The critics were wrong.  Experts, such as the American Pregnancy Association, recommend spending family time with a deceased baby. From its on-line essay, “Stillbirth: Surviving Emotionally:”
With the loss of your baby, your family members will also grieve. Your baby is someone’s granddaughter, brother, cousin, nephew or sister. It is important for your family members to spend time with the baby. This will help them come to terms with their loss. If you have other children, it is very important to be honest with them about what has happened by using simple and honest explanations. It is your decision whether you would like the children to see the baby.

But Wesley, they took the baby home?  So?  That isn’t usual, but not “weird.”  From an ABC story on the issue:
In the context of the times — the year was 1996 when the family buried Gabriel — their behavior was understandable, according to Dr. David Diamond, a psychologist and co-author of the 2005 book “Unsung Lullabies.”...As for Santorum’s own ritual so many years ago, Diamond said, “In this context, it isn’t a very big deal. It’s not far out of the norm at all…There is nothing pathological about it or particularly alarming. I suppose for people who believe life begins at conception, maybe it’s even more understandable.”
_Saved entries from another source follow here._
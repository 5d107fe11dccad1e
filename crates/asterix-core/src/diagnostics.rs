//! Diagnostics reported while decoding.
//!
//! Decoders never abort on bad input. They report what went wrong into a
//! caller-supplied [`DiagnosticSink`] and return a degraded result, so one
//! corrupt item does not block its siblings. Each decoding thread owns its
//! sink; nothing here is global.

use serde::Serialize;

use crate::format::FormatError;

/// Severity label attached to a diagnostic.
#[derive(Debug, Clone, Copy, PartialEq, Eq, Serialize)]
#[serde(rename_all = "lowercase")]
pub enum Severity {
    Error,
    Warning,
}

/// Single severity-tagged message.
///
/// # Examples
/// ```
/// use asterix_core::{Diagnostic, FormatError, Severity};
///
/// let diagnostic = Diagnostic::from(&FormatError::MissingElement);
/// assert_eq!(diagnostic.severity, Severity::Error);
/// assert_eq!(diagnostic.code, "ASX-REP-NO-ELEMENT");
/// ```
#[derive(Debug, Clone, PartialEq, Eq, Serialize)]
pub struct Diagnostic {
    /// Severity label (`error` or `warning`).
    pub severity: Severity,
    /// Stable identifier (e.g., `ASX-REP-LENGTH`).
    pub code: &'static str,
    /// Human-readable message.
    pub message: String,
}

impl Diagnostic {
    pub fn warning(error: &FormatError) -> Self {
        Self {
            severity: Severity::Warning,
            code: error.code(),
            message: error.to_string(),
        }
    }
}

impl From<&FormatError> for Diagnostic {
    fn from(error: &FormatError) -> Self {
        Self {
            severity: Severity::Error,
            code: error.code(),
            message: error.to_string(),
        }
    }
}

/// Receiver for decode diagnostics. Reporting must never fail.
pub trait DiagnosticSink {
    fn report(&mut self, diagnostic: Diagnostic);

    fn error(&mut self, error: &FormatError) {
        self.report(Diagnostic::from(error));
    }

    fn warn(&mut self, error: &FormatError) {
        self.report(Diagnostic::warning(error));
    }
}

/// In-memory collector preserving report order.
#[derive(Debug, Clone, Default, Serialize)]
#[serde(transparent)]
pub struct Diagnostics {
    entries: Vec<Diagnostic>,
}

impl Diagnostics {
    pub fn new() -> Self {
        Self::default()
    }

    pub fn is_empty(&self) -> bool {
        self.entries.is_empty()
    }

    pub fn len(&self) -> usize {
        self.entries.len()
    }

    pub fn iter(&self) -> impl Iterator<Item = &Diagnostic> {
        self.entries.iter()
    }

    pub fn has_errors(&self) -> bool {
        self.entries
            .iter()
            .any(|entry| entry.severity == Severity::Error)
    }

    /// Whether any diagnostic carries `code`.
    pub fn contains(&self, code: &str) -> bool {
        self.entries.iter().any(|entry| entry.code == code)
    }

    pub fn into_vec(self) -> Vec<Diagnostic> {
        self.entries
    }
}

impl DiagnosticSink for Diagnostics {
    fn report(&mut self, diagnostic: Diagnostic) {
        self.entries.push(diagnostic);
    }
}

/// Sink that drops every diagnostic.
#[derive(Debug, Clone, Copy, Default)]
pub struct Discard;

impl DiagnosticSink for Discard {
    fn report(&mut self, _diagnostic: Diagnostic) {}
}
The goood news is that the criticisms were met with a barrage of pushback from the left side of the aisle, not just the right.  The Atlantic’s Jeffrey Goldberg came to the Santorums’ defense: From “Was Santorum ‘Weird’ For Bringing Home His Stillborn Baby?”:
There is much I don’t like about Rick Santorum’s ideas, but the story of how he and his wife dealt with the tragic death of their baby is not something that bothers me. Pete Wehner has an appropriately indignant post, quoted below, about the attacks on Santorum over this issue (and he summarizes the sad story as well), but it strikes me as indecent to criticize the loving, if discomfiting, behavior of people who have just suffered the worst possible tragedy known to humankind.

As a result of the widespread criticism, Robinson and Colmes were shamed into apologies.

Why attack how parents grieved in the first place? I think, it came out of a reflexive loathing certain liberals feel toward social conservatives. (I am reminded of the nasty attacks on Sarah Palin for giving birth to Trig, who has Down syndrome. Wonkette went so low as to ridicule the boy.)

But this time the attacks backfired, revealing far more about the critics than the Santorum family. And how nice that the unwarranted nastiness was pushed back into the cave where it belonged by people who completely disagree with Rick Santorum’s cultural and political views.